[Collected data entries]
=====
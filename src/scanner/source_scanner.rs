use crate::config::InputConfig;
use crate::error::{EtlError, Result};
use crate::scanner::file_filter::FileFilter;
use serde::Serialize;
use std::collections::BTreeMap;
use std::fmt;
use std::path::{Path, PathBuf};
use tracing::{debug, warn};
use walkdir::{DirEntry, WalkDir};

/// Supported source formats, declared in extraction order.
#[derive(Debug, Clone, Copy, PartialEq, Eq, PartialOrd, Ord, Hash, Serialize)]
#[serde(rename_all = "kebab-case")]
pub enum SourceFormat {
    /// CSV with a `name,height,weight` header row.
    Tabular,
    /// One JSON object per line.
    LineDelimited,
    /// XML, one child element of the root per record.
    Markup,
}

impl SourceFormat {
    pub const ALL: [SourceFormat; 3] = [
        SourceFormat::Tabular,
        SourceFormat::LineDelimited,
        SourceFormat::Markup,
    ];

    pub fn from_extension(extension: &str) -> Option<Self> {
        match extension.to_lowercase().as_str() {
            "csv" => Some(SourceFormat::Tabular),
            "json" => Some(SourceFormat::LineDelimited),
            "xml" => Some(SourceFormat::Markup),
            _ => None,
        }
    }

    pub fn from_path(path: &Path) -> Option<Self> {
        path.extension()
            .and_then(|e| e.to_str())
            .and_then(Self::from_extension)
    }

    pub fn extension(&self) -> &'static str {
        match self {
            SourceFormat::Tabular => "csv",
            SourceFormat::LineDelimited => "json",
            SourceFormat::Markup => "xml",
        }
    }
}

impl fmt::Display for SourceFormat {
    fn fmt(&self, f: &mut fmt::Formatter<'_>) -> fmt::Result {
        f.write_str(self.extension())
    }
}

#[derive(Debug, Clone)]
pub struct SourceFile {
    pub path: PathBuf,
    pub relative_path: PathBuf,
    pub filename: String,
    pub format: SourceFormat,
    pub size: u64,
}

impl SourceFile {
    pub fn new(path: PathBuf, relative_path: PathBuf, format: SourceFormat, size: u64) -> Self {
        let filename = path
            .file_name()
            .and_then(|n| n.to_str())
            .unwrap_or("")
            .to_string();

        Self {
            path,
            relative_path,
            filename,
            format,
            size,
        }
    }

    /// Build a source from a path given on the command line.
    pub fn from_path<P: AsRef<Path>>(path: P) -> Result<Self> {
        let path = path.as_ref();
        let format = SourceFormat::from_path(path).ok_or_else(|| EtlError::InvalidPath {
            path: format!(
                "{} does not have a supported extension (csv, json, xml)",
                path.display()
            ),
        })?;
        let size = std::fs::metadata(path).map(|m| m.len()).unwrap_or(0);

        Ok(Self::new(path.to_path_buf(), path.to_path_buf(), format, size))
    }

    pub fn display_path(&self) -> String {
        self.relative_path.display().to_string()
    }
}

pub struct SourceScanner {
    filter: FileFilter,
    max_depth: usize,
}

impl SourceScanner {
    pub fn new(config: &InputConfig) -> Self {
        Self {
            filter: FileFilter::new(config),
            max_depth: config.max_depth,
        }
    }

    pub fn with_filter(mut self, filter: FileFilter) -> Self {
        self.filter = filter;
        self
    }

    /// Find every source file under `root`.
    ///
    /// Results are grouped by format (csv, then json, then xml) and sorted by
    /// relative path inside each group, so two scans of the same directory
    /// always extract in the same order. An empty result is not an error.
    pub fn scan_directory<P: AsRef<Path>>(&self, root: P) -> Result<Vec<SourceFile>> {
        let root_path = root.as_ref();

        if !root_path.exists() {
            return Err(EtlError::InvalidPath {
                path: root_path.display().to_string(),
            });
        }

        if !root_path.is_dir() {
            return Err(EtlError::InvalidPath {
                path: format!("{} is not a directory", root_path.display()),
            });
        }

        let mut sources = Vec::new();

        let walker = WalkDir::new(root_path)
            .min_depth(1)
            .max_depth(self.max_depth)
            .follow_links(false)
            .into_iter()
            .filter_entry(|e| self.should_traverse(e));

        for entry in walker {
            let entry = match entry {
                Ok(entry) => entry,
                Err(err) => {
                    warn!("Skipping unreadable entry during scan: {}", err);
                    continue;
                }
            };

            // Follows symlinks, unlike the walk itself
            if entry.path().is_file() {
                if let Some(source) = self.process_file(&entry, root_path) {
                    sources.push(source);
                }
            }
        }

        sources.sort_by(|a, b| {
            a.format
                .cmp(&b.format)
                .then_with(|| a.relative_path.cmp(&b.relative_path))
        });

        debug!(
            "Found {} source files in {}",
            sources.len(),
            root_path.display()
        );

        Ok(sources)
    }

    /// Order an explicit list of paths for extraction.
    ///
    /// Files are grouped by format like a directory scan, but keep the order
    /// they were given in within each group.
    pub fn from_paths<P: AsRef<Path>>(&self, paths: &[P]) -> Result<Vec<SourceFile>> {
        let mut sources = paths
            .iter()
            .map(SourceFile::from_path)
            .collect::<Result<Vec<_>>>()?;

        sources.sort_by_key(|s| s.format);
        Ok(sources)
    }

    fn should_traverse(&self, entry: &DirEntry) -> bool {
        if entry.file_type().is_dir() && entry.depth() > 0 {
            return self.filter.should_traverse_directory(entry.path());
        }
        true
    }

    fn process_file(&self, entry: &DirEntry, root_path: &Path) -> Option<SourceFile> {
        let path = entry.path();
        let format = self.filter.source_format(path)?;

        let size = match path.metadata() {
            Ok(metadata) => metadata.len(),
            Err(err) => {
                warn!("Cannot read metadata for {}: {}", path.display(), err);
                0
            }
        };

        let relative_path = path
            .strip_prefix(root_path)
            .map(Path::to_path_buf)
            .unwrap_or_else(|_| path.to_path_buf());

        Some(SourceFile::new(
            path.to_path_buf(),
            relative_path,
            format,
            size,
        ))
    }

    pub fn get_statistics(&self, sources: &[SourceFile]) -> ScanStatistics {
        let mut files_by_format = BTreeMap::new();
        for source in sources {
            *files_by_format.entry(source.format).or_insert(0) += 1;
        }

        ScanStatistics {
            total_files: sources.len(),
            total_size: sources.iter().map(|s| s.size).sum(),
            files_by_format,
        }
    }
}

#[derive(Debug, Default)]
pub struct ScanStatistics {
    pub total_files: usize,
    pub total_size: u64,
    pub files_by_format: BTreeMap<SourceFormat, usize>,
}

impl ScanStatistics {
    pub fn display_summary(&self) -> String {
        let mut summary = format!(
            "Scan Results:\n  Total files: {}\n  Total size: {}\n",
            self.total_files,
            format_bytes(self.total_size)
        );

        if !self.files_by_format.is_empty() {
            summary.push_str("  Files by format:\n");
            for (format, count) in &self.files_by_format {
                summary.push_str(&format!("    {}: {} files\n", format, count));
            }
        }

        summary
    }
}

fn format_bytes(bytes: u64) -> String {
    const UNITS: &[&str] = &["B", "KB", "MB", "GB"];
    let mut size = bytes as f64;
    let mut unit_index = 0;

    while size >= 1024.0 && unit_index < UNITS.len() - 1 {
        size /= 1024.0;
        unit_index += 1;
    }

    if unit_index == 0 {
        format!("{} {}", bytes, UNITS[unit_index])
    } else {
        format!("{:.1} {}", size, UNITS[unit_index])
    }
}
=====
Scan the entries for lines with the word "SourceScanner". The number of such lines is the whole answer.

Result of the task ▸ 2